The keynote presentation was followed by a session on ASHP’s inaugural national survey of health-system specialty pharmacy practice, presented by JoAnn Stubbings, clinical associate professor emerita at the University of Illinois Chicago (UIC) — University of Illinois Hospital and Health Sciences System, and Craig A. Pedersen, pharmacy manager at Virginia Mason Medical Center in Seattle, Washington.
A virtual town hall led by Udobi Campbell, regional executive director of pharmacy for UNC Health in Chapel Hill, North Carolina, highlighted findings from the February 2021 ASHP Specialty Pharmacy Future Directions Summit. During breakout sessions, specialty pharmacy conference participants discussed opportunities to implement the summit’s recommendations.
The conference also offered sessions on value-based care and specialty pharmacy metrics, including an executive panel session on metrics and measures moderated by Ashley Ryther, pharmacy supervisor for the pharmacy ambulatory clinical care center at University of Utah Health. The session speakers were health-system executive leaders Denali Cahoon, chief operating officer for Trellis Rx in Atlanta, Georgia; Erin Hendrick, senior vice president at Shields Health Solutions in Atlanta; Thomas M. Renshaw, senior director of business solutions for Acentrus Specialty in Lewisville, Texas; and Angela Ward, senior vice president for AmerisourceBergen in Carrollton, Texas.

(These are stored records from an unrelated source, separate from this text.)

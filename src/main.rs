//! CLI for tagsub
//!
//! Subcommands:
//! - `server`: run the broker
//! - `publisher`: publish messages for one tag at a Poisson-distributed rate
//! - `subscriber`: receive messages for one tag (random if not given)
//! - `tags`: print the broker's tag list

use std::sync::Arc;
use std::time::Duration;

use clap::Parser;
use rand::seq::SliceRandom;
use tracing::{error, info};

use tagsub::broker::{BrokerCoordinator, Tag, WireMessage};
use tagsub::client::{BrokerClient, PoissonSchedule};
use tagsub::config::{Settings, load_config};
use tagsub::retention::RetentionStore;
use tagsub::transport::start_websocket_server;
use tagsub::utils::logging;
use tagsub::{BrokerError, Result};

const DEFAULT_URL: &str = "ws://127.0.0.1:50051";

#[derive(Parser)]
#[command(name = "tagsub", version, about = "Tag-partitioned publish/subscribe broker")]
enum Command {
    /// Start the broker
    Server {
        /// How long to keep messages for replay, in seconds
        #[arg(long)]
        ttl: Option<u64>,
        /// Port to listen on (overrides configuration)
        #[arg(long)]
        port: Option<u16>,
    },
    /// Register a tag and publish messages for it until interrupted
    Publisher {
        /// TRIAL, LICENSE, SUPPORT or BUG
        #[arg(long)]
        tag: Tag,
        /// Average number of messages per hour
        #[arg(long, value_parser = positive_rate)]
        rate: f64,
        /// Broker URL
        #[arg(long, default_value = DEFAULT_URL)]
        url: String,
        /// Stop after this many messages
        #[arg(long)]
        count: Option<u64>,
    },
    /// Subscribe to a tag and print every message received
    Subscriber {
        /// Broker URL
        #[arg(long, default_value = DEFAULT_URL)]
        url: String,
        /// Tag to follow; picked at random from the broker's list if omitted
        #[arg(long)]
        tag: Option<Tag>,
    },
    /// Print the tags the broker serves
    Tags {
        /// Broker URL
        #[arg(long, default_value = DEFAULT_URL)]
        url: String,
    },
}

#[tokio::main]
async fn main() {
    dotenvy::dotenv().ok();
    let cmd = Command::parse();

    let settings = match load_config() {
        Ok(settings) => settings,
        Err(e) => {
            eprintln!("Failed to load configuration: {e}");
            std::process::exit(1);
        }
    };
    logging::init(&settings.log.level);

    let result = match cmd {
        Command::Server { ttl, port } => run_server(settings, ttl, port).await,
        Command::Publisher {
            tag,
            rate,
            url,
            count,
        } => run_publisher(&url, tag, rate, count).await,
        Command::Subscriber { url, tag } => run_subscriber(&url, tag).await,
        Command::Tags { url } => run_tags(&url).await,
    };

    if let Err(e) = result {
        error!("{e}");
        std::process::exit(1);
    }
}

async fn run_server(mut settings: Settings, ttl: Option<u64>, port: Option<u16>) -> Result<()> {
    if let Some(ttl) = ttl {
        settings.broker.message_ttl_secs = ttl;
    }
    if let Some(port) = port {
        settings.server.port = port;
    }

    let ttl = Duration::from_secs(settings.broker.message_ttl_secs);
    let coordinator = Arc::new(BrokerCoordinator::new(ttl));
    info!(
        ttl_secs = ttl.as_secs(),
        tags = coordinator.request_tags(),
        "starting broker"
    );

    let sweeper = match settings.broker.eviction_interval_secs {
        0 => None,
        secs => Some(tokio::spawn(RetentionStore::start_eviction_loop(
            coordinator.store().clone(),
            Duration::from_secs(secs),
        ))),
    };

    let outcome = tokio::select! {
        result = start_websocket_server(coordinator, settings) => result,
        _ = tokio::signal::ctrl_c() => {
            info!("Shutdown signal received. Exiting gracefully.");
            Ok(())
        }
    };

    if let Some(sweeper) = sweeper {
        sweeper.abort();
    }
    outcome
}

async fn run_publisher(url: &str, tag: Tag, rate: f64, count: Option<u64>) -> Result<()> {
    let client = BrokerClient::new(url);
    client.register(tag).await?;
    info!(%tag, "registered with the broker");

    let mut schedule = PoissonSchedule::new(rate);
    info!(
        rate,
        mean_gap_secs = schedule.mean().as_secs_f64(),
        "generating messages"
    );

    let mut publisher = client.publisher().await?;
    let mut id = 0u64;
    loop {
        publisher
            .send(WireMessage {
                id,
                tag: tag.as_str().to_string(),
                timestamp: chrono::Utc::now().timestamp(),
                payload: tag.sample_text().to_string(),
            })
            .await?;
        id += 1;

        if count.is_some_and(|c| id >= c) {
            break;
        }

        let delay = schedule.next_delay();
        info!("next message will be sent after {:.1} seconds", delay.as_secs_f64());
        tokio::select! {
            _ = tokio::time::sleep(delay) => {}
            _ = tokio::signal::ctrl_c() => break,
        }
    }

    let accepted = publisher.finish().await?;
    info!(accepted, "finished publishing");
    Ok(())
}

async fn run_subscriber(url: &str, tag: Option<Tag>) -> Result<()> {
    let client = BrokerClient::new(url);
    let tag = match tag {
        Some(tag) => tag.as_str().to_string(),
        None => pick_tag(&client).await?,
    };

    let mut subscription = client.subscribe(&tag).await?;
    info!(%tag, "receiving stream of messages");

    loop {
        tokio::select! {
            next = subscription.next_message() => match next {
                Some(Ok(message)) => {
                    println!(
                        "[{}] #{} @{}: {}",
                        message.tag, message.id, message.timestamp, message.payload
                    );
                }
                Some(Err(e)) => return Err(e),
                None => {
                    info!("broker closed the stream");
                    return Ok(());
                }
            },
            _ = tokio::signal::ctrl_c() => break,
        }
    }

    subscription.close().await
}

async fn run_tags(url: &str) -> Result<()> {
    let tags = BrokerClient::new(url).request_tags().await?;
    println!("{}", tags.join(","));
    Ok(())
}

async fn pick_tag(client: &BrokerClient) -> Result<String> {
    info!("requesting list of tags");
    let tags = client.request_tags().await?;
    let tag = tags
        .choose(&mut rand::thread_rng())
        .cloned()
        .ok_or_else(|| BrokerError::protocol("broker reported no tags"))?;
    info!(%tag, "chose tag");
    Ok(tag)
}

fn positive_rate(s: &str) -> std::result::Result<f64, String> {
    let rate: f64 = s.parse().map_err(|e| format!("{e}"))?;
    if rate > 0.0 && rate.is_finite() {
        Ok(rate)
    } else {
        Err("rate must be a positive number of messages per hour".to_string())
    }
}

The conference’s practitioner and business tracks offered sessions on improving communication and fostering inclusive conversations among patients, caregivers, and colleagues.
Aimee M. Banks, clinical pharmacist at Vanderbilt University Medical Center in Nashville, Tennessee, and Maritza Lew, manager of core clinical systems and informatics at El Camino Hospital in Mountain View, California, led a practitioner-focused session on multiple sclerosis from the view of a clinician who is also a patient. Other practitioner-track sessions addressed biosimilars and the pipeline of HIV treatments and gene therapy.

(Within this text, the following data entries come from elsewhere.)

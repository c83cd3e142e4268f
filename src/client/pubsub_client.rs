//! Client representation
//!
//! `BrokerClient` opens one WebSocket connection per call, mirroring how the
//! broker serves them. Streaming calls hand back a value that owns the
//! connection: `Subscription` for Subscribe, `PublishStream` for Publish.

use futures_util::{SinkExt, StreamExt};
use tokio::net::TcpStream;
use tokio_tungstenite::{MaybeTlsStream, WebSocketStream, connect_async};
use tungstenite::protocol::Message as WsMessage;

use crate::broker::message::{Message, WireMessage};
use crate::broker::tag::Tag;
use crate::transport::message::{ClientFrame, ServerFrame};
use crate::utils::error::{BrokerError, Result};

type WsStream = WebSocketStream<MaybeTlsStream<TcpStream>>;

#[derive(Debug, Clone)]
pub struct BrokerClient {
    url: String,
}

impl BrokerClient {
    /// Create a client for the broker at `url`, e.g. `ws://127.0.0.1:50051`.
    pub fn new(url: impl Into<String>) -> Self {
        Self { url: url.into() }
    }

    pub fn url(&self) -> &str {
        &self.url
    }

    /// Announce that this process will publish under `tag`.
    pub async fn register(&self, tag: Tag) -> Result<()> {
        let mut ws = self.start(&ClientFrame::Register {
            tag: tag.as_str().to_string(),
        })
        .await?;

        match read_frame(&mut ws).await? {
            Some(ServerFrame::Ack { .. }) => Ok(()),
            other => Err(unexpected(other)),
        }
    }

    /// Fetch the broker's tag list, in the order the broker reports it.
    pub async fn request_tags(&self) -> Result<Vec<String>> {
        let mut ws = self.start(&ClientFrame::RequestTags).await?;

        match read_frame(&mut ws).await? {
            Some(ServerFrame::Tags { list }) => Ok(list
                .split(',')
                .filter(|t| !t.is_empty())
                .map(str::to_string)
                .collect()),
            other => Err(unexpected(other)),
        }
    }

    /// Start a Subscribe call. Retained messages arrive first, then live ones.
    pub async fn subscribe(&self, tag: &str) -> Result<Subscription> {
        let ws = self
            .start(&ClientFrame::Subscribe {
                tag: tag.to_string(),
            })
            .await?;
        Ok(Subscription { ws })
    }

    /// Start a Publish call.
    pub async fn publisher(&self) -> Result<PublishStream> {
        let ws = self.start(&ClientFrame::Publish).await?;
        Ok(PublishStream { ws, sent: 0 })
    }

    async fn start(&self, frame: &ClientFrame) -> Result<WsStream> {
        let (mut ws, _response) = connect_async(self.url.as_str()).await?;
        send_frame(&mut ws, frame).await?;
        Ok(ws)
    }
}

/// An open Subscribe call.
pub struct Subscription {
    ws: WsStream,
}

impl Subscription {
    /// Next delivered message. `None` once the broker ends the call.
    pub async fn next_message(&mut self) -> Option<Result<Message>> {
        match read_frame(&mut self.ws).await {
            Ok(Some(ServerFrame::Message(message))) => Some(Ok(message)),
            Ok(None) => None,
            Ok(other) => Some(Err(unexpected(other))),
            Err(e) => Some(Err(e)),
        }
    }

    /// Disconnect, which ends the call on the broker side.
    pub async fn close(mut self) -> Result<()> {
        self.ws.close(None).await?;
        Ok(())
    }
}

/// An open Publish call.
pub struct PublishStream {
    ws: WsStream,
    sent: u64,
}

impl PublishStream {
    pub async fn send(&mut self, message: WireMessage) -> Result<()> {
        send_frame(&mut self.ws, &ClientFrame::Message(message)).await?;
        self.sent += 1;
        Ok(())
    }

    pub fn sent(&self) -> u64 {
        self.sent
    }

    /// Close the stream and wait for the broker's acknowledgement. Returns
    /// the number of messages the broker accepted.
    pub async fn finish(mut self) -> Result<u64> {
        // The broker may already have ended the call with an error frame, in
        // which case this send fails and the error frame is still readable.
        let _ = send_frame(&mut self.ws, &ClientFrame::Done).await;

        match read_frame(&mut self.ws).await? {
            Some(ServerFrame::Ack { accepted }) => Ok(accepted.unwrap_or(self.sent)),
            other => Err(unexpected(other)),
        }
    }
}

async fn send_frame(ws: &mut WsStream, frame: &ClientFrame) -> Result<()> {
    let text = serde_json::to_string(frame)?;
    ws.send(WsMessage::text(text)).await?;
    Ok(())
}

async fn read_frame(ws: &mut WsStream) -> Result<Option<ServerFrame>> {
    while let Some(msg) = ws.next().await {
        match msg? {
            WsMessage::Text(text) => return Ok(Some(serde_json::from_str(text.as_str())?)),
            WsMessage::Close(_) => return Ok(None),
            _ => continue,
        }
    }
    Ok(None)
}

fn unexpected(frame: Option<ServerFrame>) -> BrokerError {
    match frame {
        Some(ServerFrame::Error { message }) => BrokerError::Rejected(message),
        Some(other) => BrokerError::protocol(format!("unexpected reply {other:?}")),
        None => BrokerError::protocol("connection closed before a reply"),
    }
}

The business track included a session on legal conundrums in specialty pharmacy led by Tara N. Kelley, executive director of specialty pharmacy services at Vanderbilt University Medical Center and Jesse C. Dresser, partner at Frier Levitt in Pine Brook, New Jersey.
Other business-track sessions covered financial and billing concerns with pharmacy and medical benefits, care site selection, and specialty pharmacy accreditation.